Sadly, I fear that yet again, one of the most significant bodies in the strongest position to advance the needs of gifted children has missed the point again.

Certainly, as a community, advocates for gifted children must be mutually supportive; not for their own ends but for the needs of gifted children.  Advocates can be a vital safety net when our own individual kites go haywire and fall from the sky. Fellow advocates can help us unwind our twisted lines and get us flying again. The more advocates we have, the better. So any effort that seeks to bolster mutual support is welcome.

However, we should be careful not to use our own hot air to fly our own kites aimlessly. Unless gifted advocates are working outside the community of advocates, unless we move beyond preaching to the converted, we cannot advance the mission of ensuring the needs of gifted children are met – locally, nationally and globally.

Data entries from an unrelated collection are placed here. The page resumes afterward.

// Copyright 2025 the Understory Authors
// SPDX-License-Identifier: Apache-2.0 OR MIT

use criterion::{BatchSize, Criterion, black_box, criterion_group, criterion_main};
use understory_collections::Graph;

#[derive(Clone)]
struct Lcg(u64);

impl Lcg {
    fn new(seed: u64) -> Self {
        Self(seed)
    }

    fn next_u32(&mut self) -> u32 {
        // Numerical Recipes LCG parameters.
        self.0 = self.0.wrapping_mul(6364136223846793005).wrapping_add(1);
        (self.0 >> 32) as u32
    }

    fn gen_range_usize(&mut self, upper_exclusive: usize) -> usize {
        if upper_exclusive == 0 {
            return 0;
        }
        (self.next_u32() as usize) % upper_exclusive
    }
}

fn build_dag(n: u32, edges_per_vertex: u32, seed: u64) -> Graph<u32, u64> {
    let mut graph = Graph::with_capacity(n as usize);
    let mut rng = Lcg::new(seed);

    for id in 0..n {
        graph.add_vertex(id, u64::from(id)).unwrap();
    }
    // Ensure a DAG by only adding edges `from -> to` where `from < to`.
    for to in 1..n {
        let incoming = edges_per_vertex.min(to);
        for _ in 0..incoming {
            let from = rng.gen_range_usize(to as usize) as u32;
            graph.add_edge(from, to).unwrap();
        }
    }

    graph
}

fn bench_graph(c: &mut Criterion) {
    let mut group = c.benchmark_group("understory_collections_graph");
    group.sample_size(50);
    for &(n, edges_per_vertex) in &[
        (256_u32, 1_u32),
        (256_u32, 4_u32),
        (4_096_u32, 1_u32),
        (4_096_u32, 4_u32),
    ] {
        group.bench_function(format!("build(n={n},e={edges_per_vertex})"), |b| {
            b.iter(|| black_box(build_dag(n, edges_per_vertex, 0xDA6_0000_0000_0001)));
        });

        let graph = build_dag(n, edges_per_vertex, 0xDA6_0000_0000_0002);
        group.bench_function(format!("sort(n={n},e={edges_per_vertex})"), |b| {
            b.iter(|| {
                let sum: u64 = graph
                    .sort()
                    .unwrap()
                    .into_iter()
                    .fold(0_u64, |acc, payload| acc.wrapping_mul(31).wrapping_add(*payload));
                black_box(sum);
            });
        });

        group.bench_function(format!("into_sorted(n={n},e={edges_per_vertex})"), |b| {
            b.iter_batched(
                || build_dag(n, edges_per_vertex, 0xDA6_0000_0000_0003),
                |graph| black_box(graph.into_sorted().unwrap()),
                BatchSize::LargeInput,
            );
        });
    }
    group.finish();
}

criterion_group!(benches, bench_graph);
criterion_main!(benches);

Firstly, ‘International Days of’ should be reserved for spreading the word beyond the existing community, for promoting awareness and insisting on policy responses to the needs of gifted children. If such days are seen as an ‘in-house’ day, how can we and our cause be taken seriously. Certainly, I can’t see gifted children thanking us for it; “well done, you’ve had a great week but I still have to go back to my crumby classroom”.

Secondly, many advocates have moved beyond the confines of the gifted community – true outreachers such as Mary St. George and Roya Klingner and have achieved huge amounts. But we need more internationally. Our efforts should not be limited to an occasional event but rather a movement with a goal and a plan. As in 2010, if you’re interested, you know where I am.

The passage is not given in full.